§ Aim of the task: As soon as the line containing "pub use redis_store::RedisStore;" appears in the material below, start returning lines exactly, and end with the line containing "has no expiry.".

=== Section Start ===

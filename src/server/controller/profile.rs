use axum::{
    extract::{Path, Query, State},
    http::StatusCode,
    response::IntoResponse,
    Json,
};
use tower_sessions::Session;

use crate::{
    model::{
        api::ErrorDto,
        profile::{
            CreateSocialDto, PaginatedProfilesDto, ProfileDto, SocialDto, UpdateProfileDto,
        },
    },
    server::{
        controller::param::PaginationParam,
        error::AppError,
        middleware::auth::{AuthGuard, Permission},
        service::profile::ProfileService,
        state::AppState,
    },
};

/// Tag for grouping profile endpoints in OpenAPI documentation
pub static PROFILE_TAG: &str = "profile";

/// Get paginated profiles.
///
/// # Access Control
/// - `Admin` - Only admins can browse profiles
///
/// # Arguments
/// - `state` - Application state containing the database connection
/// - `session` - User's session for authentication
/// - `params` - Pagination parameters (page and entries)
///
/// # Returns
/// - `200 OK` - Paginated profiles with their socials
/// - `401 Unauthorized` - User not authenticated
/// - `403 Forbidden` - User is not an admin
/// - `500 Internal Server Error` - Database error
#[utoipa::path(
    get,
    path = "/api/profiles",
    tag = PROFILE_TAG,
    params(
        ("page" = Option<u64>, Query, description = "Page number (default: 0)"),
        ("entries" = Option<u64>, Query, description = "Items per page (default: 10)")
    ),
    responses(
        (status = 200, description = "Successfully retrieved profiles", body = PaginatedProfilesDto),
        (status = 401, description = "User not authenticated", body = ErrorDto),
        (status = 403, description = "User is not an admin", body = ErrorDto),
        (status = 500, description = "Internal server error", body = ErrorDto)
    ),
)]
pub async fn get_profiles(
    State(state): State<AppState>,
    session: Session,
    Query(params): Query<PaginationParam>,
) -> Result<impl IntoResponse, AppError> {
    let _ = AuthGuard::new(&state.db, &session)
        .require(&[Permission::Admin])
        .await?;

    let profiles = ProfileService::new(&state.db)
        .get_all(params.page, params.per_page())
        .await?;

    Ok((StatusCode::OK, Json(profiles.into_dto())))
}

/// Get a profile by ID.
///
/// # Access Control
/// - `Admin`
///
/// # Returns
/// - `200 OK` - The profile
/// - `400 Bad Request` - Malformed ID
/// - `404 Not Found` - No profile with that ID
#[utoipa::path(
    get,
    path = "/api/profiles/{id}",
    tag = PROFILE_TAG,
    params(("id" = String, Path, description = "Profile ID")),
    responses(
        (status = 200, description = "Successfully retrieved profile", body = ProfileDto),
        (status = 400, description = "Malformed profile ID", body = ErrorDto),
        (status = 401, description = "User not authenticated", body = ErrorDto),
        (status = 403, description = "User is not an admin", body = ErrorDto),
        (status = 404, description = "Profile not found", body = ErrorDto),
        (status = 500, description = "Internal server error", body = ErrorDto)
    ),
)]
pub async fn get_profile(
    State(state): State<AppState>,
    session: Session,
    Path(id): Path<String>,
) -> Result<impl IntoResponse, AppError> {
    let _ = AuthGuard::new(&state.db, &session)
        .require(&[Permission::Admin])
        .await?;

    let profile = ProfileService::new(&state.db).get_by_id(&id).await?;

    Ok((StatusCode::OK, Json(profile.into_dto())))
}

/// Update a profile's nickname and bio.
///
/// # Access Control
/// - `Admin`
///
/// # Returns
/// - `200 OK` - The updated profile
/// - `400 Bad Request` - Malformed ID, nickname or bio out of bounds
/// - `404 Not Found` - No profile with that ID
#[utoipa::path(
    put,
    path = "/api/profiles/{id}",
    tag = PROFILE_TAG,
    params(("id" = String, Path, description = "Profile ID")),
    request_body = UpdateProfileDto,
    responses(
        (status = 200, description = "Successfully updated profile", body = ProfileDto),
        (status = 400, description = "Invalid profile data", body = ErrorDto),
        (status = 401, description = "User not authenticated", body = ErrorDto),
        (status = 403, description = "User is not an admin", body = ErrorDto),
        (status = 404, description = "Profile not found", body = ErrorDto),
        (status = 500, description = "Internal server error", body = ErrorDto)
    ),
)]
pub async fn update_profile(
    State(state): State<AppState>,
    session: Session,
    Path(id): Path<String>,
    Json(payload): Json<UpdateProfileDto>,
) -> Result<impl IntoResponse, AppError> {
    let _ = AuthGuard::new(&state.db, &session)
        .require(&[Permission::Admin])
        .await?;

    let profile = ProfileService::new(&state.db)
        .update(&id, &payload.nickname, payload.bio)
        .await?;

    Ok((StatusCode::OK, Json(profile.into_dto())))
}

/// Delete a profile and its social links.
///
/// # Access Control
/// - `Admin`
///
/// # Returns
/// - `204 No Content` - Profile deleted
/// - `400 Bad Request` - Malformed ID
/// - `404 Not Found` - No profile with that ID
#[utoipa::path(
    delete,
    path = "/api/profiles/{id}",
    tag = PROFILE_TAG,
    params(("id" = String, Path, description = "Profile ID")),
    responses(
        (status = 204, description = "Successfully deleted profile"),
        (status = 400, description = "Malformed profile ID", body = ErrorDto),
        (status = 401, description = "User not authenticated", body = ErrorDto),
        (status = 403, description = "User is not an admin", body = ErrorDto),
        (status = 404, description = "Profile not found", body = ErrorDto),
        (status = 500, description = "Internal server error", body = ErrorDto)
    ),
)]
pub async fn delete_profile(
    State(state): State<AppState>,
    session: Session,
    Path(id): Path<String>,
) -> Result<impl IntoResponse, AppError> {
    let _ = AuthGuard::new(&state.db, &session)
        .require(&[Permission::Admin])
        .await?;

    ProfileService::new(&state.db).delete(&id).await?;

    Ok(StatusCode::NO_CONTENT)
}

/// Add a social link to a profile.
///
/// # Access Control
/// - `Admin`
///
/// # Returns
/// - `201 Created` - The new link
/// - `400 Bad Request` - Invalid platform or URL, or the profile is full
/// - `404 Not Found` - No profile with that ID
/// - `409 Conflict` - The profile already links that platform
#[utoipa::path(
    post,
    path = "/api/profiles/{id}/socials",
    tag = PROFILE_TAG,
    params(("id" = String, Path, description = "Profile ID")),
    request_body = CreateSocialDto,
    responses(
        (status = 201, description = "Successfully added social link", body = SocialDto),
        (status = 400, description = "Invalid social link", body = ErrorDto),
        (status = 401, description = "User not authenticated", body = ErrorDto),
        (status = 403, description = "User is not an admin", body = ErrorDto),
        (status = 404, description = "Profile not found", body = ErrorDto),
        (status = 409, description = "Platform already linked", body = ErrorDto),
        (status = 500, description = "Internal server error", body = ErrorDto)
    ),
)]
pub async fn add_social(
    State(state): State<AppState>,
    session: Session,
    Path(id): Path<String>,
    Json(payload): Json<CreateSocialDto>,
) -> Result<impl IntoResponse, AppError> {
    let _ = AuthGuard::new(&state.db, &session)
        .require(&[Permission::Admin])
        .await?;

    let social = ProfileService::new(&state.db)
        .add_social(&id, &payload.platform, &payload.url)
        .await?;

    Ok((StatusCode::CREATED, Json(social.into_dto())))
}

/// Remove a social link from a profile.
///
/// # Access Control
/// - `Admin`
///
/// # Returns
/// - `204 No Content` - Link removed
/// - `400 Bad Request` - Malformed ID
/// - `404 Not Found` - No such link on that profile
#[utoipa::path(
    delete,
    path = "/api/profiles/{id}/socials/{social_id}",
    tag = PROFILE_TAG,
    params(
        ("id" = String, Path, description = "Profile ID"),
        ("social_id" = String, Path, description = "Social link ID")
    ),
    responses(
        (status = 204, description = "Successfully removed social link"),
        (status = 400, description = "Malformed ID", body = ErrorDto),
        (status = 401, description = "User not authenticated", body = ErrorDto),
        (status = 403, description = "User is not an admin", body = ErrorDto),
        (status = 404, description = "Social link not found", body = ErrorDto),
        (status = 500, description = "Internal server error", body = ErrorDto)
    ),
)]
pub async fn remove_social(
    State(state): State<AppState>,
    session: Session,
    Path((id, social_id)): Path<(String, String)>,
) -> Result<impl IntoResponse, AppError> {
    let _ = AuthGuard::new(&state.db, &session)
        .require(&[Permission::Admin])
        .await?;

    ProfileService::new(&state.db)
        .remove_social(&id, &social_id)
        .await?;

    Ok(StatusCode::NO_CONTENT)
}
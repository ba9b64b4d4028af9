use super::*;

/// Tests deleting a ticket by a valid existing ID.
///
/// Expected: Ok(true) then Ok(None) on lookup
#[tokio::test]
async fn deletes_existing_ticket() -> Result<(), AppError> {
    let test = TestBuilder::new()
        .with_table(entity::prelude::Feedback)
        .build()
        .await
        .unwrap();
    let db = test.db.as_ref().unwrap();

    let feedback = factory::create_feedback(db, "42").await?;

    let repo = FeedbackRepository::new(db);

    assert!(repo.delete(&feedback.id).await?);
    assert!(repo.find_by_id(&feedback.id).await?.is_none());

    Ok(())
}

/// Tests deleting a well formed ID that matches nothing.
///
/// Expected: Ok(false)
#[tokio::test]
async fn reports_missing_ticket() -> Result<(), AppError> {
    let test = TestBuilder::new()
        .with_table(entity::prelude::Feedback)
        .build()
        .await
        .unwrap();
    let db = test.db.as_ref().unwrap();

    let repo = FeedbackRepository::new(db);

    assert!(!repo.delete("000000000000000000000").await?);

    Ok(())
}
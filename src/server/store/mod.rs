//! Key-value store backing interaction cooldowns and telemetry counters.
//!
//! Cooldowns rely on an atomic set-if-absent with a TTL, counters on an atomic
//! increment. Redis provides both across processes; `MemoryStore` provides them
//! in-process when no Redis URL is configured and in tests.

pub mod memory;
pub mod redis_store;

use serenity::async_trait;
use std::time::Duration;

use crate::server::error::store::StoreError;

pub use memory::MemoryStore;
pub use redis_store::RedisStore;

#[async_trait]
pub trait KeyValueStore: Send + Sync {
    /// Stores `value` under `key` with an expiry unless the key already exists.
    ///
    /// # Returns
    /// - `Ok(true)` - The key was absent and has been set
    /// - `Ok(false)` - The key already exists and was left untouched
    async fn set_if_absent(&self, key: &str, value: &str, ttl: Duration)
        -> Result<bool, StoreError>;

    /// Remaining lifetime of `key`, `None` when the key is missing or has no expiry.
    async fn ttl(&self, key: &str) -> Result<Option<Duration>, StoreError>;

    /// Deletes `key`. Missing keys are not an error.
    async fn remove(&self, key: &str) -> Result<(), StoreError>;

    /// Atomically increments the counter at `key`, creating it at zero first.
    async fn incr(&self, key: &str) -> Result<i64, StoreError>;

    /// All counters whose key starts with `prefix`, sorted by key.
    async fn counters(&self, prefix: &str) -> Result<Vec<(String, i64)>, StoreError>;
}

=== Section End ===

§ Solution to this exercise:
pub use redis_store::RedisStore;

#[async_trait]
pub trait KeyValueStore: Send + Sync {
    /// Stores `value` under `key` with an expiry unless the key already exists.
    ///
    /// # Returns
    /// - `Ok(true)` - The key was absent and has been set
    /// - `Ok(false)` - The key already exists and was left untouched
    async fn set_if_absent(&self, key: &str, value: &str, ttl: Duration)
        -> Result<bool, StoreError>;

    /// Remaining lifetime of `key`, `None` when the key is missing or has no expiry.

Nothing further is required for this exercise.